The Index of Eight Core Industries tracks coal, crude oil, natural gas, refinery products, fertilisers, steel, cement and electricity.
Which Core Industries Contracted in May 2026?
Five of the eight sectors reported a decline in output during May.
| Sector | May 2026 Performance | Key Detail |
|---|---|---|
| Coal | -9.3% | 10-month low |
| Petroleum refinery products | -8.7% | 42-month low |
| Crude oil | -4.6% | Worse than April’s 3.9% fall |
| Natural gas | -4.9% | Weakest in three months |
| Fertilisers | -0.9% | Contraction eased from April |
The sharpest pressure came from coal and refinery products, while crude oil and natural gas also remained weak.
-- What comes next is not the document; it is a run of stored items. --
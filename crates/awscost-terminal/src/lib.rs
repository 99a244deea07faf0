//! Output for awscost
//!
//! This crate provides table and JSON formatters for terminal output,
//! plotters-based charts (PNG for the chart command, SVG for the
//! dashboard), and CSV export of cost records.

pub mod chart;
pub mod export;
pub mod output;

pub use output::{JsonFormatter, OutputFormatter, TableFormatter, format_currency, get_formatter};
Which Sectors Supported the Core Sector Index?
Only three sectors recorded growth in May: electricity, cement and steel.
| Growing Sector | May 2026 Growth | Key Detail |
|---|---|---|
| Electricity | 8.7% | Strongest support to the index |
| Cement | 8.4% | Three-month high |
| Steel | 5.0% | Growth slowed to a 13-month low |
Electricity generation rose strongly due to higher demand from households during extreme heat conditions. Cement output also improved, while steel remained positive despite slower growth.
Why Does the Eight Core Industries Data Matter?
The eight core industries make up about 40% of the Index of Industrial Production.
This makes the core sector data an early indicator of broader industrial activity. A weak reading can signal pressure on manufacturing, construction and energy-linked sectors before the full IIP data is released.
Final Outlook: Will Industrial Growth Recover?
India’s core sector growth remained positive in May, but the 0.5% reading shows that industrial momentum weakened sharply.
Going ahead, the key factors to watch will be coal production, refinery output, energy demand, cement activity and the next IIP release. If weakness in petroleum-linked sectors continues, it could weigh on broader industrial growth.